HILDBURGHAUSEN/KIRCHHEIM taz | Zeca Schall sitzt auf dem Sofa eines Freundes und starrt auf den Fernseher. Er hat sich für den Wahlsonntag einen Anzug angezogen, am Revers stecken die Farben Deutschlands und der EU. Es ist ein wichtiger Tag für Zeca Schall, vielleicht einer der wichtigsten in seinem Leben. Mehr als zehn Prozentpunkte hat seine CDU verloren, aber ihn interessiert jetzt nur eines: Kommen die Rechtsextremisten von der NPD rein? Wählen die Thüringer eine Partei ins Parlament, die gegen ihn gehetzt hat, nur weil er schwarz ist?

Der braune Balken auf dem Bildschirm hält bei vier Prozent an. "Nicht drin", sagt der Moderator. Den ganzen Tag hat Zeca Schall angespannt gewirkt, jetzt fällt der Druck von ihm ab. Während im Fernsehen die enttäuschten Gesichter seiner Parteifreunde in Erfurt zu sehen sind, freut sich Schall in seiner Heimatstadt Hildburghausen im Süden Thüringens. "Das ist gut", sagt er. "Das ist das Wichtigste."

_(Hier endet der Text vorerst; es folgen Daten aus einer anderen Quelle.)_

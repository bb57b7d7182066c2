//! CLI argument parsing using clap derive

use std::path::PathBuf;

use clap::{Args, Parser, Subcommand};
use srcsync_fs::MirrorPath;

/// srcsync - Mirror selected files from remote git repositories
#[derive(Parser, Debug)]
#[command(name = "srcsync")]
#[command(author, version, about, long_about = None)]
pub struct Cli {
    /// Enable verbose output
    #[arg(short, long, global = true)]
    pub verbose: bool,

    /// The command to run
    #[command(subcommand)]
    pub command: Commands,
}

/// Available commands
#[derive(Subcommand, Debug, Clone, PartialEq, Eq)]
pub enum Commands {
    /// Fetch every repository and rebuild the output tree
    ///
    /// Examples:
    ///   srcsync sync                     # Use ./manifest.yml
    ///   srcsync sync -m deps.yml -o out  # Explicit manifest and output
    Sync(TargetArgs),

    /// Report whether the output tree is stale, without modifying it
    ///
    /// Exit codes: 0 up to date, 1 never synced, 2 manifest changed,
    /// 3 upstream content changed, 4 error.
    Check(TargetArgs),
}

/// Arguments shared by `sync` and `check`
#[derive(Args, Debug, Clone, PartialEq, Eq)]
pub struct TargetArgs {
    /// Path to the manifest
    #[arg(short, long, default_value = MirrorPath::DefaultManifest.as_str())]
    pub manifest: PathBuf,

    /// Output directory, overriding `output_dir` in the manifest
    #[arg(short, long)]
    pub output_dir: Option<PathBuf>,

    /// Directory holding repository checkouts
    #[arg(long, env = "SRCSYNC_CACHE_DIR")]
    pub cache_dir: Option<PathBuf>,

    /// Output as JSON for scripting
    #[arg(long)]
    pub json: bool,
}
//! git2-backed materializer

use std::path::Path;

use crate::helpers::{checkout_detached, fetch_origin, open_or_clone, resolve_revision};
use crate::{CommitId, Materializer, Result};

/// Materializes revisions with libgit2.
///
/// No credential callbacks are installed, so remotes must be reachable
/// without interactive authentication.
#[derive(Debug, Clone, Copy, Default)]
pub struct GitMaterializer;

impl GitMaterializer {
    pub fn new() -> Self {
        Self
    }
}

impl Materializer for GitMaterializer {
    fn materialize(&self, url: &str, local_dir: &Path, revision: &str) -> Result<CommitId> {
        let (repo, cloned) = open_or_clone(url, local_dir)?;
        // A fresh clone only follows tags reachable from the default branch
        fetch_origin(&repo, url)?;
        tracing::debug!(url, cloned, "Remote refs up to date");

        let commit = resolve_revision(&repo, url, revision)?;
        checkout_detached(&repo, &commit)?;

        let id = CommitId::from(commit.id());
        tracing::info!(url, revision, commit = %id, "Checked out revision");
        Ok(id)
    }
}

80 Kilometer nördlich kommt an diesem Sonntagabend die Thüringer NPD zusammen. Eine Wahlfeier hatten sie angekündigt, danach wollten die Rechtsextremen in den Landtag aufbrechen. Die NPD hat offenbar fest mit dem Einzug gerechnet. Nun sitzen sie in der "Erlebnisscheune" in der Nähe von Erfurt und starren in ihre Gläser. Einige tragen Anzug und Seitenscheitel, andere Glatzen und T-Shirts mit der Aufschrift "Nationaler Sozialismus".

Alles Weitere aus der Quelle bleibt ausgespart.